======== Records supplied

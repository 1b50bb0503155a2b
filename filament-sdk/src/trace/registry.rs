//! Span creation and the invariants around it.

use crate::trace::id_generator::{IdGenerator, RandomIdGenerator};
use crate::trace::span::Span;
use crate::trace::span_processor::SpanProcessor;
use crate::trace::{ReportingEntity, SpanRecord};
use filament::trace::{TraceContext, TraceContextExt, TraceResult, TraceState};
use filament::{fil_debug, Context, SpanKind};
use std::borrow::Cow;
use std::fmt;
use std::sync::Arc;

/// Creates, tracks and finalizes spans.
///
/// The registry owns the parenting rules: a new span becomes the child of
/// whatever the execution context designates as active — a live local span,
/// or a remote trace identity decoded from the wire — and the root of a new
/// trace when the context designates nothing. Finished spans are handed to
/// the configured [`SpanProcessor`].
///
/// Cloning a registry is cheap; clones share the same processor and
/// configuration.
///
/// # Examples
///
/// ```
/// use filament::SpanKind;
/// use filament_sdk::trace::{InMemorySpanExporter, SimpleSpanProcessor, SpanRegistry};
///
/// let exporter = InMemorySpanExporter::default();
/// let registry = SpanRegistry::builder()
///     .with_span_processor(SimpleSpanProcessor::new(Box::new(exporter.clone())))
///     .build();
///
/// registry.in_span("http-server", SpanKind::Entry, |_cx| {
///     // ... handle the request ...
/// });
///
/// assert_eq!(exporter.get_finished_spans().unwrap().len(), 1);
/// ```
#[derive(Clone, Debug)]
pub struct SpanRegistry {
    inner: Arc<RegistryInner>,
}

struct RegistryInner {
    entity: ReportingEntity,
    capture_stacks: bool,
    id_generator: Box<dyn IdGenerator>,
    processor: Box<dyn SpanProcessor>,
}

impl fmt::Debug for RegistryInner {
    fn fmt(&self, f: &mut fmt::Formatter<'_>) -> fmt::Result {
        f.debug_struct("RegistryInner")
            .field("entity", &self.entity)
            .field("capture_stacks", &self.capture_stacks)
            .field("id_generator", &self.id_generator)
            .field("processor", &self.processor)
            .finish()
    }
}

impl SpanRegistry {
    /// Starts building a registry.
    pub fn builder() -> SpanRegistryBuilder {
        SpanRegistryBuilder::default()
    }

    /// Starts a span as a child of the currently active context.
    pub fn start_span(&self, name: impl Into<Cow<'static, str>>, kind: SpanKind) -> Span {
        let name = name.into();
        Context::map_current(|cx| self.start_span_with_context(name, kind, cx))
    }

    /// Starts a span as a child of an explicitly provided context.
    ///
    /// Under a suppressed trace, and for an exit span requested while the
    /// context's active span is already an exit span, the returned span is
    /// inert: it carries the existing trace identity for propagation but
    /// records and transmits nothing.
    pub fn start_span_with_context(
        &self,
        name: impl Into<Cow<'static, str>>,
        kind: SpanKind,
        cx: &Context,
    ) -> Span {
        let parent = cx.trace_context().cloned();

        if let Some(parent) = parent {
            if parent.is_suppressed() {
                return Span::inert(parent, kind, self.clone());
            }
            if parent.is_valid() {
                if kind == SpanKind::Exit && cx.span().kind() == Some(SpanKind::Exit) {
                    // An exit nested directly inside a traced exit is not a
                    // new logical operation; fragmenting the trace here
                    // would misrepresent one outbound call as two.
                    fil_debug!(
                        name: "Registry.NestedExitSuppressed",
                        span_id = parent.span_id().to_string()
                    );
                    return Span::inert(parent, kind, self.clone());
                }
                let child = parent.child(self.inner.id_generator.new_span_id());
                return Span::start(
                    child,
                    kind,
                    Some(parent.span_id()),
                    name.into(),
                    self.capture_stack(),
                    self.clone(),
                );
            }
        }

        // Nothing usable is active: this span becomes the root of a new
        // trace.
        let trace_context = TraceContext::new(
            self.inner.id_generator.new_trace_id(),
            self.inner.id_generator.new_span_id(),
            false,
            TraceState::NONE,
        );
        Span::start(
            trace_context,
            kind,
            None,
            name.into(),
            self.capture_stack(),
            self.clone(),
        )
    }

    /// Runs `f` under a context in which a freshly started span is active,
    /// ending the span when `f` returns.
    ///
    /// If `f` unwinds, the span is abandoned rather than guessed at.
    pub fn in_span<T, F>(&self, name: impl Into<Cow<'static, str>>, kind: SpanKind, f: F) -> T
    where
        F: FnOnce(&Context) -> T,
    {
        let span = self.start_span(name, kind);
        let cx = Context::current().with_span(span);
        let guard = cx.clone().attach();
        let result = f(&cx);
        cx.span().end();
        drop(guard);
        result
    }

    /// Flushes buffered spans through the processor.
    pub fn force_flush(&self) -> TraceResult<()> {
        self.inner.processor.force_flush()
    }

    /// Shuts the processor down, flushing what is buffered.
    pub fn shutdown(&self) -> TraceResult<()> {
        self.inner.processor.shutdown()
    }

    pub(crate) fn export_record(&self, record: SpanRecord) {
        self.inner.processor.on_end(record);
    }

    pub(crate) fn reporting_entity(&self) -> &ReportingEntity {
        &self.inner.entity
    }

    fn capture_stack(&self) -> Option<String> {
        if self.inner.capture_stacks {
            Some(std::backtrace::Backtrace::force_capture().to_string())
        } else {
            None
        }
    }
}

/// Builder for [`SpanRegistry`].
#[derive(Debug)]
pub struct SpanRegistryBuilder {
    entity: ReportingEntity,
    capture_stacks: bool,
    id_generator: Box<dyn IdGenerator>,
    processor: Option<Box<dyn SpanProcessor>>,
}

impl Default for SpanRegistryBuilder {
    fn default() -> Self {
        SpanRegistryBuilder {
            entity: ReportingEntity::from_process(),
            capture_stacks: false,
            id_generator: Box::new(RandomIdGenerator::default()),
            processor: None,
        }
    }
}

impl SpanRegistryBuilder {
    /// Sets the reporting-entity identity stamped on every record.
    pub fn with_reporting_entity(mut self, entity: ReportingEntity) -> Self {
        self.entity = entity;
        self
    }

    /// Enables capturing a call-stack snapshot at span start.
    pub fn with_stack_capture(mut self, capture: bool) -> Self {
        self.capture_stacks = capture;
        self
    }

    /// Replaces the id generator.
    pub fn with_id_generator<G: IdGenerator + 'static>(mut self, generator: G) -> Self {
        self.id_generator = Box::new(generator);
        self
    }

    /// Sets the processor that receives finished spans.
    pub fn with_span_processor<P: SpanProcessor + 'static>(mut self, processor: P) -> Self {
        self.processor = Some(Box::new(processor));
        self
    }

    /// Builds the registry.
    ///
    /// Without a configured processor, finished spans are discarded.
    pub fn build(self) -> SpanRegistry {
        SpanRegistry {
            inner: Arc::new(RegistryInner {
                entity: self.entity,
                capture_stacks: self.capture_stacks,
                id_generator: self.id_generator,
                processor: self
                    .processor
                    .unwrap_or_else(|| Box::new(DiscardSpanProcessor)),
            }),
        }
    }
}

/// Fallback processor used when none is configured: finished spans go
/// nowhere.
#[derive(Debug)]
struct DiscardSpanProcessor;

impl SpanProcessor for DiscardSpanProcessor {
    fn on_end(&self, _span: SpanRecord) {}

    fn force_flush(&self) -> TraceResult<()> {
        Ok(())
    }

    fn shutdown(&self) -> TraceResult<()> {
        Ok(())
    }
}

#[cfg(test)]
mod tests {
    use super::*;
    use crate::trace::{IncrementIdGenerator, InMemorySpanExporter, SimpleSpanProcessor};
    use filament::trace::Span as _;
    use filament::{SpanId, TraceId};

    fn test_registry(exporter: &InMemorySpanExporter) -> SpanRegistry {
        SpanRegistry::builder()
            .with_span_processor(SimpleSpanProcessor::new(Box::new(exporter.clone())))
            .with_id_generator(IncrementIdGenerator::new())
            .with_reporting_entity(ReportingEntity {
                entity_id: "1".to_owned(),
                host_id: "test".to_owned(),
            })
            .build()
    }

    #[test]
    fn entry_root_and_exit_child_share_a_trace() {
        let exporter = InMemorySpanExporter::default();
        let registry = test_registry(&exporter);

        Context::run_in_new_context(|| {
            let root = registry.start_span("http-server", SpanKind::Entry);
            let root_tc = root.trace_context().clone();
            assert!(root.parent_span_id().is_none());

            let cx = Context::current().with_span(root);
            let _guard = cx.attach();

            let mut child = registry.start_span("db-call", SpanKind::Exit);
            assert_eq!(child.trace_context().trace_id(), root_tc.trace_id());
            assert_eq!(child.parent_span_id(), Some(root_tc.span_id()));
            child.end();

            Context::map_current(|cx| cx.span().end());
        });

        let spans = exporter.get_finished_spans().unwrap();
        assert_eq!(spans.len(), 2);
        assert_eq!(spans[0].trace_id, spans[1].trace_id);
        assert_eq!(spans[0].name, "db-call");
        assert_eq!(spans[1].name, "http-server");
        assert!(spans[1].parent_span_id.is_none());
        assert_eq!(spans[0].parent_span_id, Some(spans[1].span_id));
    }

    #[test]
    fn exit_inside_exit_reuses_the_existing_span() {
        let exporter = InMemorySpanExporter::default();
        let registry = test_registry(&exporter);

        Context::run_in_new_context(|| {
            let outer = registry.start_span("http-client", SpanKind::Exit);
            let outer_id = outer.trace_context().span_id();
            let cx = Context::current().with_span(outer);
            let _guard = cx.attach();

            let mut nested = registry.start_span("socket-write", SpanKind::Exit);
            // Same span id: no new logical operation was created.
            assert_eq!(nested.trace_context().span_id(), outer_id);
            assert!(!nested.is_recording());
            nested.end();

            Context::map_current(|cx| cx.span().end());
        });

        let spans = exporter.get_finished_spans().unwrap();
        assert_eq!(spans.len(), 1);
        assert_eq!(spans[0].name, "http-client");
    }

    #[test]
    fn intermediate_under_exit_is_not_suppressed() {
        let exporter = InMemorySpanExporter::default();
        let registry = test_registry(&exporter);

        Context::run_in_new_context(|| {
            let outer = registry.start_span("http-client", SpanKind::Exit);
            let cx = Context::current().with_span(outer);
            let _guard = cx.attach();

            let mut nested = registry.start_span("serialize", SpanKind::Intermediate);
            assert!(nested.is_recording());
            nested.end();
            Context::map_current(|cx| cx.span().end());
        });

        assert_eq!(exporter.get_finished_spans().unwrap().len(), 2);
    }

    #[test]
    fn suppressed_context_yields_inert_spans() {
        let exporter = InMemorySpanExporter::default();
        let registry = test_registry(&exporter);

        let cx = Context::new().with_remote_trace_context(TraceContext::suppressed_only());
        let _guard = cx.attach();

        let mut span = registry.start_span("http-server", SpanKind::Entry);
        assert!(!span.is_recording());
        assert!(span.trace_context().is_suppressed());
        span.set_payload("http", serde_json::json!({"method": "GET"}));
        span.end();

        assert!(exporter.get_finished_spans().unwrap().is_empty());
    }

    #[test]
    fn remote_parent_is_honored() {
        let exporter = InMemorySpanExporter::default();
        let registry = test_registry(&exporter);

        let remote = TraceContext::new(
            TraceId::from(0xaaaau128),
            SpanId::from(0xbbbbu64),
            false,
            TraceState::NONE,
        );
        let cx = Context::new().with_remote_trace_context(remote);
        let _guard = cx.attach();

        let mut span = registry.start_span("http-server", SpanKind::Entry);
        assert_eq!(span.trace_context().trace_id(), TraceId::from(0xaaaau128));
        assert_eq!(span.parent_span_id(), Some(SpanId::from(0xbbbbu64)));
        span.end();

        let spans = exporter.get_finished_spans().unwrap();
        assert_eq!(spans[0].parent_span_id, Some(SpanId::from(0xbbbbu64)));
    }

    #[test]
    fn double_end_transmits_once() {
        let exporter = InMemorySpanExporter::default();
        let registry = test_registry(&exporter);

        let mut span = registry.start_span("db-call", SpanKind::Exit);
        span.end();
        span.end();

        assert_eq!(exporter.get_finished_spans().unwrap().len(), 1);
    }

    #[test]
    fn end_with_error_marks_the_record() {
        let exporter = InMemorySpanExporter::default();
        let registry = test_registry(&exporter);

        let mut span = registry.start_span("db-call", SpanKind::Exit);
        let failure = std::io::Error::new(std::io::ErrorKind::ConnectionReset, "peer hung up");
        span.end_with_error(&failure);

        let spans = exporter.get_finished_spans().unwrap();
        assert_eq!(spans[0].error_count, 1);
        assert_eq!(spans[0].payload["error"], "peer hung up");
    }

    #[test]
    fn abandoned_span_is_never_transmitted() {
        let exporter = InMemorySpanExporter::default();
        let registry = test_registry(&exporter);

        let span = registry.start_span("db-call", SpanKind::Exit);
        drop(span);

        assert!(exporter.get_finished_spans().unwrap().is_empty());
    }

    #[test]
    fn stack_capture_is_off_by_default() {
        let exporter = InMemorySpanExporter::default();
        let registry = test_registry(&exporter);

        let mut span = registry.start_span("db-call", SpanKind::Exit);
        span.end();
        assert!(exporter.get_finished_spans().unwrap()[0].stack.is_none());
    }

    #[test]
    fn stack_capture_snapshots_at_start() {
        let exporter = InMemorySpanExporter::default();
        let registry = SpanRegistry::builder()
            .with_span_processor(SimpleSpanProcessor::new(Box::new(exporter.clone())))
            .with_stack_capture(true)
            .build();

        let mut span = registry.start_span("db-call", SpanKind::Exit);
        span.end();
        assert!(exporter.get_finished_spans().unwrap()[0].stack.is_some());
    }
}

================

* _Your objective_:
What is the number of lines above that contain "shutdown"? Reply with that number only.

* _Response to the exercise_:
3